Chronicle

Accessibility is moving forward – believe it or not

In the midst of our Accessibility Days, it finally happened: the European Council adopted the European Accessibility Act! It will take some time before it starts making a difference in peoples lifes, but we already notice that banks, e-commerce and other commercial sectors are beginning to act in order to meet the requirements.

Susanna Laurin

Title: Chief Research and Innovation Officer

The discussion about legislation or not legislation has been going on as long as I can remember. In Europe, many have asked for a regulatory framework, while the law's negative sides have been obvious in, for example, the U.S. When you are in the middle of standardization and policy development, it can sometimes feel like nothing happens, because everything is moving so slowly. But when you look back, it has actually happened a lot.

The European Discrimination Act didn’t move beyond a proposal, but the same year as it stranded, 2008, the decision was taken to develop a European standard of requirements for accessibility in the IT area. The goal was to influence procurement and a large and long-term work began, where Funka actively contributed.

A stepwise approach

In 2010, the EU ratified the UN Convention on Human Rights for Persons with Disabilities. The European Disability Strategy 2010-2020 is based on the Convention and highlights accessibility as an important factor. For most people, this is just words on a paper, but it paved the way for a number of initiatives:

  • 2012 the proposal for a Web Accessibility Directive that would apply to the public sector was publishes. No one knew whether it would be a reality or not, or how long it would take. Funka provided statistics on the level of accessibility in the EU Member States and the lobbying work for coordination accelerated.
  • In 2014, the European standard EN301549 was published, a great success after all the years of negotiations. Now, there are finally common requirements for accessibility within IT that European legislation can be built upon, and we begin to train procurers and industry in the EN standard as well as methodology of procurement.
  • In 2015, the proposal for a European Accessibility Act was presented. I remember it clearly because I was in Mexico to support the local government in their effort to use the EN-standard and had to call home for a couple of interviews. Many were excited, now everything would be accessible! But a proposal can change a lot on its way to final decision, which we have seen quite clearly in this case.
  • 2016, the Web Accessibility Directive entered into force. Suddenly, the EU had really entered the legislative path. I was commissioned to lead the group of experts who provide support to the European Commission and the Member States during the transition period and with the recommendations for the accessibility statement. In parallel, Funka started a network of monitoring bodies in different Member States who share knowledge and experience in the field.
  • In 2017, the Procurement Directive entered into force, with requirements for accessibility.

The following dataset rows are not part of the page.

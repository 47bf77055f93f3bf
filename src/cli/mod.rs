// ============================================================
// Layer 1 — CLI / Presentation Layer
// ============================================================
// This is the entry point for all user interaction.
// It uses the `clap` crate to parse command line arguments.
// All business logic is delegated to Layer 2 (application).
//
// Two commands are supported:
//   1. `ask`    — loads a checkpoint and answers a question
//                 from a directory of documents
//   2. `config` — prints the effective reader configuration,
//                 ready to be passed back with --config
//
// Reference: Rust Book §7 (Modules), §12 (CLI programs)

pub mod commands;

use anyhow::{Context, Result};
use clap::Parser;
use commands::{AskArgs, Commands, ConfigArgs, ReaderArgs};

use crate::application::config::ReaderConfig;
use crate::application::reader::RunOverrides;
use crate::infra::device::Device;

#[derive(Parser, Debug)]
#[command(
    name = "extractive-reader",
    version = "0.1.0",
    about = "Find answer spans for a question in a directory of documents."
)]
pub struct Cli {
    /// The subcommand to run (ask or config)
    #[command(subcommand)]
    pub command: Commands,
}

impl Cli {
    /// Match on the subcommand and dispatch to the correct use case.
    pub fn run(self) -> Result<()> {
        match self.command {
            Commands::Ask(args)    => run_ask(args),
            Commands::Config(args) => run_config(args),
        }
    }
}

/// Handles the `ask` subcommand.
fn run_ask(args: AskArgs) -> Result<()> {
    use crate::application::ask_use_case::{format_answers, AskUseCase};

    let config    = build_config(&args.reader)?;
    let overrides = RunOverrides::from(&args);

    let use_case = AskUseCase::new(config, args.docs_dir.clone())?;
    let answers  = use_case.answer(&args.question, &overrides)?;

    println!("\nQuestion: {}\n", args.question);
    print!("{}", format_answers(&answers));
    Ok(())
}

/// Handles the `config` subcommand.
fn run_config(args: ConfigArgs) -> Result<()> {
    let config = build_config(&args.reader)?;
    let json   = serde_json::to_string_pretty(&config.to_dict()?)?;

    match args.output {
        Some(path) => {
            std::fs::write(&path, json + "\n")
                .with_context(|| format!("Cannot write config to '{path}'"))?;
            println!("Config written to {path}");
        }
        None => println!("{json}"),
    }
    Ok(())
}

/// Defaults, then the --config file, then individual flags.
fn build_config(args: &ReaderArgs) -> Result<ReaderConfig> {
    let mut config = match &args.config {
        Some(path) => ReaderConfig::from_file(path)?,
        None       => ReaderConfig::default(),
    };

    if let Some(model) = &args.model {
        config.model = model.clone();
    }
    if let Some(device) = &args.device {
        let device: Device = device.parse()?;
        config.device = Some(device);
        // An explicit flag replaces whatever the file resolved to
        config.model_kwargs.device_map = None;
    }
    if let Some(v) = args.max_seq_length {
        config.max_seq_length = v;
    }
    if let Some(v) = args.stride {
        config.stride = v;
    }

    let config = config.resolve_devices();
    config.validate()?;
    Ok(config)
}
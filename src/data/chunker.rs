// ============================================================
// Layer 4 — Token Chunker
// ============================================================
// Splits a document's token sequence into overlapping windows.
//
// Why do we need chunking?
//   The model has a fixed input length (max_seq_length), and
//   the query plus special tokens already take part of it.
//   We can't just truncate: the answer might sit after the cut.
//
// Solution: Sliding window chunking with overlap
//   - Each chunk holds at most `chunk_size` document tokens
//   - Each chunk starts `overlap` tokens before the previous
//     chunk's end, so an answer crossing a boundary appears
//     whole in at least one chunk
//
// Example with chunk_size=5, overlap=2 over tokens 0..10:
//   Chunk 1:  0..5
//   Chunk 2:  3..8     (starts 2 tokens before chunk 1 ends)
//   Chunk 3:  6..10    (last chunk, shorter)
//
// The step between chunk starts = chunk_size - overlap.
// The overlap is clamped below chunk_size so the window always
// moves forward. The preprocessor never relies on the clamp: it
// rejects a stride that does not fit before splitting.
//
// Reference: Rust Book §8 (Slices)
//            Devlin et al. (2019) BERT paper - sliding window approach

use std::ops::Range;

pub struct Chunker {
    /// Maximum number of tokens per chunk
    chunk_size: usize,
    /// Number of tokens shared between adjacent chunks
    overlap: usize,
}

impl Chunker {
    /// Create a new Chunker. `chunk_size` is raised to 1 and
    /// `overlap` lowered to `chunk_size - 1` when needed.
    pub fn new(chunk_size: usize, overlap: usize) -> Self {
        let chunk_size = chunk_size.max(1);
        let overlap    = overlap.min(chunk_size - 1);
        Self { chunk_size, overlap }
    }

    /// Token ranges of every chunk of a sequence of `len` tokens.
    /// An empty sequence still produces one empty chunk, so every
    /// document gets at least one window.
    pub fn ranges(&self, len: usize) -> Vec<Range<usize>> {
        if len == 0 {
            return vec![0..0];
        }

        let step       = self.chunk_size - self.overlap;
        let mut ranges = Vec::with_capacity(self.num_chunks(len));
        let mut start  = 0usize;

        loop {
            let end = (start + self.chunk_size).min(len);
            ranges.push(start..end);
            if end == len {
                break;
            }
            start += step;
        }

        ranges
    }

    /// Returns how many chunks a sequence of `len` tokens produces
    pub fn num_chunks(&self, len: usize) -> usize {
        if len <= self.chunk_size {
            return 1;
        }
        let step = self.chunk_size - self.overlap;
        1 + (len - self.chunk_size + step - 1) / step
    }
}
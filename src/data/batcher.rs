// ============================================================
// Layer 4 — Window Batcher
// ============================================================
// Implements Burn's Batcher trait to turn a batch of windows
// into the two tensors the span model reads.
//
// How batching works here:
//   Input:  Vec of N WindowInputs, each with sequences of length S
//   Output: WindowBatch with tensors of shape [N, S]
//
//   We flatten all input_ids into one long Vec, then reshape:
//   [w1_t1, w1_t2, ..., w1_tS, w2_t1, ..., wN_tS] → [N, S]
//
// All windows are already padded to the same length by the
// preprocessor, so no dynamic padding is needed here.
//
// Reference: Burn Book §4 (Batcher)
//            Rust Book §8 (Vectors)

use burn::{
    data::dataloader::batcher::Batcher,
    prelude::*,
};

/// Model input for one window
#[derive(Debug, Clone)]
pub struct WindowInput {
    pub input_ids:      Vec<u32>,
    pub attention_mask: Vec<u32>,
}

impl WindowInput {
    pub fn new(input_ids: &[u32], attention_mask: &[u32]) -> Self {
        Self {
            input_ids:      input_ids.to_vec(),
            attention_mask: attention_mask.to_vec(),
        }
    }
}

// ─── WindowBatch ──────────────────────────────────────────────────────────────
/// A batch of windows ready for the model forward pass.
#[derive(Debug, Clone)]
pub struct WindowBatch<B: Backend> {
    /// Token ID sequences — shape: [batch_size, seq_len]
    pub input_ids: Tensor<B, 2, Int>,

    /// Attention masks — shape: [batch_size, seq_len]
    /// 1 = real token, 0 = padding
    pub attention_mask: Tensor<B, 2, Int>,
}

// ─── WindowBatcher ────────────────────────────────────────────────────────────
/// Holds the target device so tensors are created on the
/// correct GPU/CPU.
#[derive(Clone, Debug)]
pub struct WindowBatcher<B: Backend> {
    pub device: B::Device,
}

impl<B: Backend> WindowBatcher<B> {
    pub fn new(device: B::Device) -> Self {
        Self { device }
    }
}

impl<B: Backend> Batcher<WindowInput, WindowBatch<B>> for WindowBatcher<B> {
    /// Callers guarantee a non-empty batch of equal-length windows.
    fn batch(&self, items: Vec<WindowInput>) -> WindowBatch<B> {
        let batch_size = items.len();
        let seq_len    = items.first().map_or(0, |w| w.input_ids.len());

        // Burn uses i32 for Int tensors
        let input_flat: Vec<i32> = items
            .iter()
            .flat_map(|w| w.input_ids.iter().map(|&x| x as i32))
            .collect();

        let mask_flat: Vec<i32> = items
            .iter()
            .flat_map(|w| w.attention_mask.iter().map(|&x| x as i32))
            .collect();

        let input_ids = Tensor::<B, 1, Int>::from_ints(
            input_flat.as_slice(), &self.device
        ).reshape([batch_size, seq_len]);

        let attention_mask = Tensor::<B, 1, Int>::from_ints(
            mask_flat.as_slice(), &self.device
        ).reshape([batch_size, seq_len]);

        WindowBatch { input_ids, attention_mask }
    }
}
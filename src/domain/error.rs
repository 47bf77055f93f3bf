//! Library error type.
//!
//! The binary layers (cli, application use cases, infra loaders)
//! keep using `anyhow`; everything a caller of the reader may
//! want to match on is a variant here.

use thiserror::Error;

#[derive(Error, Debug)]
pub enum ReaderError {
    #[error("Invalid input: {0}")]
    InvalidInput(String),

    #[error("Invalid configuration: {0}")]
    InvalidConfig(String),

    #[error("Not supported yet: {0}")]
    Unsupported(String),

    #[error("The reader is not warmed up. Call warm_up() before running it.")]
    NotWarmedUp,

    #[error("Serialization error: {0}")]
    Serialization(#[from] serde_json::Error),

    /// Model or tokenizer failure. Fatal for the call that hit it.
    #[error("Model error: {0:#}")]
    Model(anyhow::Error),
}
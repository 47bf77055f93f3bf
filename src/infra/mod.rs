// ============================================================
// Layer 6 — Infrastructure Layer
// ============================================================
// Handles all cross-cutting concerns that don't belong in
// any specific business layer:
//
//   checkpoint.rs      — Loading model weights
//                        Uses Burn's recorders to read model
//                        parameters from disk, plus the JSON
//                        architecture file needed to rebuild
//                        the model first.
//
//   tokenizer_store.rs — Tokenizer loading
//                        A local tokenizer.json next to the
//                        weights, or a download from the hub.
//                        Also adapts the tokenizer to the
//                        TokenEncoder trait.
//
//   device.rs          — Device strings ("cpu", "gpu:0") and
//                        device maps.
//
//   secret.rs          — The hub token, read from environment
//                        variables when needed.
//
// Reference: Rust Book §7 (Modules)
//            Rust Book §9 (Error Handling with anyhow)
//            Burn Book §5 (Checkpointing)

/// Model checkpoint loading (and saving)
pub mod checkpoint;

/// Tokenizer loading and the TokenEncoder adapter
pub mod tokenizer_store;

/// Compute devices and device maps
pub mod device;

/// Environment-variable backed secrets
pub mod secret;
// ============================================================
// Layer 4 — Answer Aggregation ("nesting")
// ============================================================
// Gathers the decoded spans of every window back into one
// ranked answer list per query:
//
//   windows (flat, any order of queries/documents)
//       │  group by query id
//       ▼
//   per query:
//     1. sort by descending score (stable)
//     2. drop overlapping duplicates (when a threshold is set)
//     3. keep the top_k
//     4. no-answer probability from the survivors
//     5. drop answers under the score threshold
//        (the no-answer entry is exempt)
//     6. page-number annotation
//     7. append the no-answer entry and sort again
//
// No-answer probability:
//   Each document is independent evidence. Per document the
//   chance that none of its answers is right is Π (1 - p), and
//   the query's no-answer probability is the product of those
//   per-document values. Summing ln(1 - p) instead of
//   multiplying keeps tiny products from losing precision, and
//   p = 1 gives exactly 0.
//
// The no-answer entry is ranked by its score like any other
// answer: it is not forced to the end. On equal scores real
// answers stay in front.

use crate::domain::answer::{ExtractedAnswer, Span};
use crate::domain::document::Document;
use crate::domain::error::ReaderError;
use crate::postprocess::decoder::DecodedWindow;
use crate::postprocess::dedup::surviving_indices;
use crate::postprocess::page_number::add_answer_page_number;

/// Per-call knobs for aggregation
#[derive(Debug, Clone, Copy, PartialEq)]
pub struct NestingOptions {
    pub top_k:             usize,
    pub score_threshold:   Option<f64>,
    pub no_answer:         bool,
    pub overlap_threshold: Option<f64>,
}

/// A decoded span before it becomes an answer
#[derive(Debug, Clone, Copy)]
struct Candidate {
    document_id: usize,
    span:        Span,
    score:       f64,
}

/// Stable sort by descending score
pub fn sort_by_score(answers: &mut [ExtractedAnswer]) {
    answers.sort_by(|a, b| b.score.total_cmp(&a.score));
}

/// Probability that none of `answers` is correct.
/// The no-answer entry itself is ignored.
pub fn no_answer_probability(answers: &[ExtractedAnswer]) -> f64 {
    let log_none: f64 = answers
        .iter()
        .filter(|a| !a.is_no_answer())
        .map(|a| (-a.score.clamp(0.0, 1.0)).ln_1p())
        .sum();
    log_none.exp()
}

/// Turn decoded windows into one ranked answer list per query.
///
/// `query_ids` and `document_ids` hold one entry per window;
/// `documents` is the flattened document list and `queries` has
/// one entry per query id. A query without any window gets an
/// empty list.
pub fn nest_answers(
    decoded:      &[DecodedWindow],
    query_ids:    &[usize],
    document_ids: &[usize],
    documents:    &[&Document],
    queries:      &[&str],
    options:      &NestingOptions,
) -> Result<Vec<Vec<ExtractedAnswer>>, ReaderError> {
    if query_ids.len() != decoded.len() || document_ids.len() != decoded.len() {
        return Err(ReaderError::InvalidInput(format!(
            "{} decoded windows but {} query ids and {} document ids",
            decoded.len(),
            query_ids.len(),
            document_ids.len()
        )));
    }

    let mut grouped: Vec<Vec<Candidate>> = vec![Vec::new(); queries.len()];
    let mut has_windows = vec![false; queries.len()];

    for (index, ((window, &query_id), &document_id)) in decoded
        .iter()
        .zip(query_ids)
        .zip(document_ids)
        .enumerate()
    {
        if query_id >= queries.len() {
            return Err(ReaderError::InvalidInput(format!(
                "window {index} points at unknown query {query_id}"
            )));
        }
        if document_id >= documents.len() {
            return Err(ReaderError::InvalidInput(format!(
                "window {index} points at unknown document {document_id}"
            )));
        }

        tracing::debug!(
            "Window {} (query {}, document {}): {} span(s), model no-answer {:.4}",
            index,
            query_id,
            document_id,
            window.len(),
            window.no_answer_probability
        );

        has_windows[query_id] = true;
        let spans = window.starts.iter().zip(&window.ends).zip(&window.probabilities);
        for ((&start, &end), &probability) in spans {
            grouped[query_id].push(Candidate {
                document_id,
                span:  Span::new(start, end),
                score: probability,
            });
        }
    }

    Ok(grouped
        .into_iter()
        .zip(has_windows)
        .zip(queries)
        .map(|((candidates, seen), query)| {
            if seen {
                rank_query_answers(query, candidates, documents, options)
            } else {
                Vec::new()
            }
        })
        .collect())
}

/// Steps 1-7 for the candidates of a single query
fn rank_query_answers(
    query:          &str,
    mut candidates: Vec<Candidate>,
    documents:      &[&Document],
    options:        &NestingOptions,
) -> Vec<ExtractedAnswer> {
    candidates.sort_by(|a, b| b.score.total_cmp(&a.score));

    let key = |c: &Candidate| documents.get(c.document_id).map(|d| (d.id.as_str(), c.span));
    let kept = surviving_indices(&candidates, options.overlap_threshold, options.top_k, key);

    // Only the survivors get a copy of their document
    let mut answers: Vec<ExtractedAnswer> = kept
        .into_iter()
        .filter_map(|i| {
            let c = &candidates[i];
            let document = documents.get(c.document_id)?;
            Some(ExtractedAnswer::from_span(query, document, c.span, c.score))
        })
        .collect();

    // Computed before thresholding: dropped answers still count as evidence
    let no_answer_score = no_answer_probability(&answers);

    if let Some(threshold) = options.score_threshold {
        answers.retain(|a| a.score >= threshold);
    }

    let mut answers: Vec<ExtractedAnswer> = answers.into_iter().map(add_answer_page_number).collect();

    if options.no_answer {
        answers.push(ExtractedAnswer::no_answer(query, no_answer_score));
        sort_by_score(&mut answers);
    }

    answers
}
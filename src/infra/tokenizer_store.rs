// ============================================================
// Layer 6 — Tokenizer Store
// ============================================================
// Finds the tokenizer that belongs to a model:
//
//   1. "<model>/tokenizer.json" when the model is a local
//      checkpoint directory
//   2. "<model>" itself when it points at a tokenizer file
//   3. otherwise the model name is a HuggingFace hub id and the
//      tokenizer is downloaded (with the hub token, if any)
//
// HfTokenEncoder adapts a `tokenizers::Tokenizer` to the
// TokenEncoder trait. Offsets come from encode_char_offsets so
// they count characters, not UTF-8 bytes.
//
// word_level() builds a tiny word-level tokenizer in the
// HuggingFace JSON format directly; handy for demos and tests
// where downloading a real vocabulary is not an option.
//
// Reference: HuggingFace tokenizers documentation

use anyhow::{Context, Result};
use std::path::{Path, PathBuf};
use std::str::FromStr;
use tokenizers::{FromPretrainedParameters, Tokenizer};

use crate::domain::traits::{SpecialTokens, TokenEncoder, TokenizedText};

pub const TOKENIZER_FILE: &str = "tokenizer.json";

pub struct TokenizerStore {
    model: String,
}

impl TokenizerStore {
    /// `model` is a checkpoint directory, a tokenizer file or a hub id
    pub fn new(model: impl Into<String>) -> Self {
        Self { model: model.into() }
    }

    /// Local tokenizer file for this model, if there is one
    pub fn local_path(&self) -> Option<PathBuf> {
        let path = Path::new(&self.model);
        if path.is_dir() {
            let file = path.join(TOKENIZER_FILE);
            file.is_file().then_some(file)
        } else if path.is_file() {
            Some(path.to_path_buf())
        } else {
            None
        }
    }

    /// Load the tokenizer from disk or the hub.
    pub fn load(&self, token: Option<String>) -> Result<Tokenizer> {
        if let Some(path) = self.local_path() {
            tracing::info!("Loading tokenizer from '{}'", path.display());
            return Tokenizer::from_file(&path)
                .map_err(|e| anyhow::anyhow!(
                    "Cannot load tokenizer from '{}': {}", path.display(), e
                ));
        }

        tracing::info!("Downloading tokenizer for '{}'", self.model);
        let params = FromPretrainedParameters { token, ..Default::default() };
        Tokenizer::from_pretrained(&self.model, Some(params))
            .map_err(|e| anyhow::anyhow!(
                "Cannot download tokenizer for '{}': {}", self.model, e
            ))
    }

    /// Build a lowercase word-level tokenizer over `words`.
    ///
    /// Special tokens get fixed ids matching the BERT convention:
    /// [PAD]=0, [UNK]=1, [CLS]=101, [SEP]=102, [MASK]=103.
    /// Words are numbered from 104 in the order given.
    pub fn word_level(words: &[&str]) -> Result<Tokenizer> {
        let mut vocab = serde_json::json!({
            "[PAD]":  0,
            "[UNK]":  1,
            "[CLS]":  101,
            "[SEP]":  102,
            "[MASK]": 103,
        });

        let mut next_id = 104usize;
        for word in words {
            let w = word.to_lowercase();
            // Skip duplicates and special tokens
            if vocab.get(&w).is_none() {
                vocab[w.as_str()] = serde_json::json!(next_id);
                next_id += 1;
            }
        }

        // This format is what Tokenizer::from_file() expects
        let tokenizer_json = serde_json::json!({
            "version": "1.0",
            "truncation": null,
            "padding": null,
            "added_tokens": [
                {"id": 0,   "content": "[PAD]",  "single_word": false, "lstrip": false, "rstrip": false, "normalized": false, "special": true},
                {"id": 1,   "content": "[UNK]",  "single_word": false, "lstrip": false, "rstrip": false, "normalized": false, "special": true},
                {"id": 101, "content": "[CLS]",  "single_word": false, "lstrip": false, "rstrip": false, "normalized": false, "special": true},
                {"id": 102, "content": "[SEP]",  "single_word": false, "lstrip": false, "rstrip": false, "normalized": false, "special": true},
                {"id": 103, "content": "[MASK]", "single_word": false, "lstrip": false, "rstrip": false, "normalized": false, "special": true}
            ],
            "normalizer": {
                "type": "BertNormalizer",
                "clean_text": true,
                "handle_chinese_chars": true,
                "strip_accents": false,
                "lowercase": true
            },
            "pre_tokenizer": {
                "type": "Whitespace"
            },
            "post_processor": null,
            "decoder": null,
            "model": {
                "type": "WordLevel",
                "vocab": vocab,
                "unk_token": "[UNK]"
            }
        });

        tracing::debug!("Word-level tokenizer built with {} entries", next_id - 99);

        Tokenizer::from_str(&tokenizer_json.to_string())
            .map_err(|e| anyhow::anyhow!("Cannot build word-level tokenizer: {e}"))
    }
}

// ─── HfTokenEncoder ───────────────────────────────────────────────────────────
/// Candidate spellings of each special token (BERT style, RoBERTa style)
const CLS_TOKENS: [&str; 2] = ["[CLS]", "<s>"];
const SEP_TOKENS: [&str; 2] = ["[SEP]", "</s>"];
const PAD_TOKENS: [&str; 2] = ["[PAD]", "<pad>"];

pub struct HfTokenEncoder {
    tokenizer: Tokenizer,
    special:   SpecialTokens,
}

impl HfTokenEncoder {
    /// Fails when the vocabulary has no CLS, SEP or PAD token.
    pub fn new(tokenizer: Tokenizer) -> Result<Self> {
        let lookup = |names: &[&str]| -> Result<u32> {
            names
                .iter()
                .find_map(|name| tokenizer.token_to_id(name))
                .with_context(|| format!("Tokenizer has none of the special tokens {names:?}"))
        };

        let special = SpecialTokens {
            cls: lookup(&CLS_TOKENS)?,
            sep: lookup(&SEP_TOKENS)?,
            pad: lookup(&PAD_TOKENS)?,
        };
        Ok(Self { tokenizer, special })
    }
}

impl TokenEncoder for HfTokenEncoder {
    fn encode(&self, text: &str) -> Result<TokenizedText> {
        let encoding = self
            .tokenizer
            .encode_char_offsets(text, false)
            .map_err(|e| anyhow::anyhow!("Tokenisation failed: {e}"))?;

        Ok(TokenizedText {
            ids:     encoding.get_ids().to_vec(),
            offsets: encoding.get_offsets().to_vec(),
        })
    }

    fn special_tokens(&self) -> SpecialTokens {
        self.special
    }
}

#[cfg(test)]
mod tests {
    use super::*;

    #[test]
    fn test_word_level_ids_and_char_offsets() {
        let tokenizer = TokenizerStore::word_level(&["café", "au", "lait"]).unwrap();
        let encoder   = HfTokenEncoder::new(tokenizer).unwrap();

        let encoded = encoder.encode("Café au lait").unwrap();
        assert_eq!(encoded.ids, vec![104, 105, 106]);
        // "é" is two bytes; offsets count characters
        assert_eq!(encoded.offsets, vec![(0, 4), (5, 7), (8, 12)]);
    }

    #[test]
    fn test_unknown_words_map_to_unk() {
        let tokenizer = TokenizerStore::word_level(&["olaf"]).unwrap();
        let encoder   = HfTokenEncoder::new(tokenizer).unwrap();
        let encoded   = encoder.encode("Olaf Scholz").unwrap();
        assert_eq!(encoded.ids, vec![104, 1]);
        assert_eq!(encoded.offsets[1], (5, 11));
    }

    #[test]
    fn test_special_tokens_are_found() {
        let encoder = HfTokenEncoder::new(TokenizerStore::word_level(&[]).unwrap()).unwrap();
        assert_eq!(encoder.special_tokens(), SpecialTokens { cls: 101, sep: 102, pad: 0 });
    }

    #[test]
    fn test_local_tokenizer_file_is_preferred() {
        let dir = tempfile::tempdir().unwrap();
        TokenizerStore::word_level(&["jerry"])
            .unwrap()
            .save(dir.path().join(TOKENIZER_FILE), false)
            .unwrap();

        let store = TokenizerStore::new(dir.path().to_str().unwrap());
        assert_eq!(store.local_path(), Some(dir.path().join(TOKENIZER_FILE)));

        let tokenizer = store.load(None).unwrap();
        assert_eq!(tokenizer.token_to_id("jerry"), Some(104));
    }
}
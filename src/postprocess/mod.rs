// ============================================================
// Layer 4 — Answer Postprocessing
// ============================================================
// Everything between "raw start/end logits" and "a ranked list
// of answers per query".
//
//   SpanLogits (one row per window)
//       │
//       ▼
//   SpanDecoder   → top-k character spans + probabilities
//       │           per window
//       ▼
//   nest_answers  → group by query, rank, deduplicate,
//       │           truncate, add the no-answer entry
//       ▼
//   Vec<Vec<ExtractedAnswer>>
//
// Deduplication and page-number annotation are called by
// nest_answers but are public so they can be used (and tested)
// on their own.
//
// Reference: Rust Book §13 (Iterators and Closures)

/// Start/end logits → ranked character spans
pub mod decoder;

/// Greedy overlap-based deduplication
pub mod dedup;

/// Form-feed based page numbers for answers
pub mod page_number;

/// Per-query aggregation with the no-answer option
pub mod nesting;
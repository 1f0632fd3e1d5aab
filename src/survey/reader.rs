use crate::error::{Result, SurveyError};
use csv::{ReaderBuilder, StringRecord};
use std::path::Path;

const UTF8_BOM: char = '\u{feff}';

/// Survey responses exactly as they appear in the CSV file
#[derive(Debug, Clone, Default)]
pub struct RawTable {
    pub headers: Vec<String>,
    pub rows: Vec<StringRecord>,
}

impl RawTable {
    pub fn len(&self) -> usize {
        self.rows.len()
    }

    pub fn is_empty(&self) -> bool {
        self.rows.is_empty()
    }

    /// Cell text at the given row and column, `None` when the row is short
    pub fn cell(&self, row: usize, column: usize) -> Option<&str> {
        self.rows.get(row).and_then(|r| r.get(column))
    }
}

/// Read a survey CSV file (UTF-8, optional BOM)
pub fn read_survey_file(path: &Path) -> Result<RawTable> {
    if !path.exists() {
        return Err(SurveyError::InputNotFound(path.to_path_buf()));
    }

    let bytes = std::fs::read(path)?;
    let content = String::from_utf8(bytes)?;
    read_survey(&content)
}

/// Read survey responses from CSV content
pub fn read_survey(content: &str) -> Result<RawTable> {
    let content = content.strip_prefix(UTF8_BOM).unwrap_or(content);

    let mut reader = ReaderBuilder::new()
        .flexible(true)
        .from_reader(content.as_bytes());

    let headers: Vec<String> = reader.headers()?.iter().map(|h| h.to_string()).collect();
    if headers.iter().all(|h| h.trim().is_empty()) {
        return Err(SurveyError::EmptyInput);
    }
    let width = headers.len();

    let mut rows = Vec::new();
    for (idx, result) in reader.records().enumerate() {
        let record = result?;

        if record.len() > width {
            return Err(SurveyError::MalformedRow {
                row: idx + 1,
                expected: width,
                found: record.len(),
            });
        }

        // Short rows are padded so every row spans the header
        let mut padded = record;
        while padded.len() < width {
            padded.push_field("");
        }
        rows.push(padded);
    }

    log::debug!("Read {} rows with {} columns", rows.len(), width);

    Ok(RawTable { headers, rows })
}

Very soon, the IT industry's generalists began to realize that they would have to meet the requirements to continue delivering to the public sector. We noticed it clearly on all inquiries we received from brand new customers. The law made a difference.
  • In 2018, the Web Accessibility Directive began to apply to the public sector. Suddenly there was full speed - and loads of questions - not least because some countries didn’t have their monitoring agencies in place when the Directive started to mean something for real.
  • In 2019, the European Accessibility Act enters into force, which covers selected products and services in the private sector. At the same time, the public sector has the first target date for the Web Accessibility Directive, when new websites must meet the requirements for accessibility.

This means that authorities and municipalities will show the way for private businesses. In parallel as the European Commission draws up regulations for the Accessibility Act which targets products and services, the public sector will get used to making demands on accessibility regardless of whether they are developing new or upgrading existing websites. The industry meets the increasing demand with training and certification of consultants as part of the professional association IAAP's certification program.

There is definitely plenty left to do, but after years of stagnation, it actually feels as if the accessibility area is growing at high speed. I hope that our innovation projects aimed at educating more accessibility experts will be successful, so that in the future there will be many more professionals who can help make the digital world better for all of us.